A: Differentiating choroidal melanoma from a benign choroidal nevus is crucial for appropriate management. Key features on fundus examination suggestive of melanoma include thickness greater than 2mm, subretinal fluid, orange pigment (lipofuscin), and documented growth. Multimodal imaging such as ultrasound biomicroscopy (UBM), fundus autofluorescence (FAF), and optical coherence tomography (OCT) can provide further information on tumor characteristics and help assess risk. UBM can help determine tumor thickness and internal reflectivity. FAF can identify lipofuscin accumulation, and OCT can detect subretinal fluid and other related retinal changes. While these imaging modalities aid in risk stratification, biopsy is rarely indicated for diagnosis due to the potential risks of complications such as tumor seeding. Instead, close monitoring with serial imaging is generally preferred for suspicious nevi. However, in cases with high suspicion of melanoma despite inconclusive imaging, or in cases with atypical features, fine-needle aspiration biopsy (FNAB) may be considered after careful evaluation of the risks and benefits. Learn more about the specific characteristics of each imaging modality and their role in the diagnostic pathway for choroidal lesions.

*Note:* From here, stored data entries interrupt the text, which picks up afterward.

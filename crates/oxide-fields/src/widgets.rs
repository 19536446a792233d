//! HTML fragments for the individual form controls.
//!
//! Every function here is pure: it formats its arguments and escapes any
//! user-supplied text.

use ironhtml::html;
use ironhtml::typed::Element;
use ironhtml_elements::Li;

/// Returns the element id used for a field's control and label.
pub fn control_id(name: &str) -> String {
    format!("id_{name}")
}

/// Renders a single `<input>` of the given type.
pub fn input(input_type: &str, name: &str) -> String {
    let name = html_escape(name);
    let id = control_id(&name);
    format!(r#"<input type="{input_type}" name="{name}" id="{id}">"#)
}

/// Renders a hidden input. Hidden inputs carry no id since nothing labels them.
pub fn hidden_input(name: &str) -> String {
    format!(r#"<input type="hidden" name="{}">"#, html_escape(name))
}

/// Renders an empty multi-line text input.
pub fn textarea(name: &str) -> String {
    let name = html_escape(name);
    let id = control_id(&name);
    format!(r#"<textarea name="{name}" id="{id}"></textarea>"#)
}

/// Renders a dropdown with one option per entry, in order.
pub fn select(name: &str, options: &[String]) -> String {
    let name = html_escape(name);
    let id = control_id(&name);

    let mut out = format!(r#"<select name="{name}" id="{id}">"#);
    for option in options {
        let option = html_escape(option);
        out.push_str(&format!(r#"<option value="{option}">{option}</option>"#));
    }
    out.push_str("</select>");
    out
}

/// Renders one radio button per option, each wrapped in its own label.
pub fn radio_group(name: &str, options: &[String]) -> String {
    let name = html_escape(name);
    options
        .iter()
        .map(|option| {
            let option = html_escape(option);
            format!(
                r#"<label><input type="radio" name="{name}" value="{option}"> {option}</label>"#
            )
        })
        .collect()
}

/// Renders a submit button whose visible text is `text`.
pub fn submit_button(name: &str, text: &str) -> String {
    format!(
        r#"<button type="submit" name="{}">{}</button>"#,
        html_escape(name),
        html_escape(text)
    )
}

/// Renders a `<label>` bound to the control with the given id.
pub fn label(id: &str, text: &str) -> String {
    html! {
        label.for_(#id) { #text }
    }
    .render()
}

/// Renders error messages as a list, or nothing when there are none.
pub fn error_list(errors: &[String]) -> String {
    if errors.is_empty() {
        return String::new();
    }

    html! { ul.class("errorlist") }
        .children(errors, |error, li: Element<Li>| li.text(error))
        .render()
}

/// Escapes HTML special characters.
pub fn html_escape(s: &str) -> String {
    s.replace('&', "&amp;")
        .replace('<', "&lt;")
        .replace('>', "&gt;")
        .replace('"', "&quot;")
        .replace('\'', "&#x27;")
}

Patient presents with concerning symptoms suggestive of choroidal melanoma, including blurred vision, visual field defects, flashes of light (photopsia), and metamorphopsia. Differential diagnosis includes choroidal nevus, retinal detachment, and other intraocular tumors. Ophthalmoscopic examination reveals a pigmented lesion consistent with uveal melanoma, located in the choroid of the right eye. Ultrasound biomicroscopy (UBM) and optical coherence tomography (OCT) were performed to assess tumor dimensions, basal diameter, thickness, and internal reflectivity. Findings confirmed a suspicious choroidal mass with characteristics concerning for malignancy. Fluorescein angiography and indocyanine green angiography were conducted to evaluate the vascularity of the lesion and potential retinal involvement. Given the clinical presentation and imaging findings, a presumptive diagnosis of intraocular melanoma is made. Management options including brachytherapy, enucleation, and other treatment modalities were discussed with the patient. Referral to an ocular oncologist is scheduled for further evaluation, confirmation of diagnosis via biopsy if deemed necessary, and definitive treatment planning. Patient education regarding choroidal melanoma prognosis, potential complications, and follow-up care was provided. ICD-10 code C69.3 (malignant neoplasm of choroid) is documented. CPT codes for the diagnostic procedures performed are also recorded for medical billing and coding purposes. The patient will be closely monitored for treatment response and disease progression.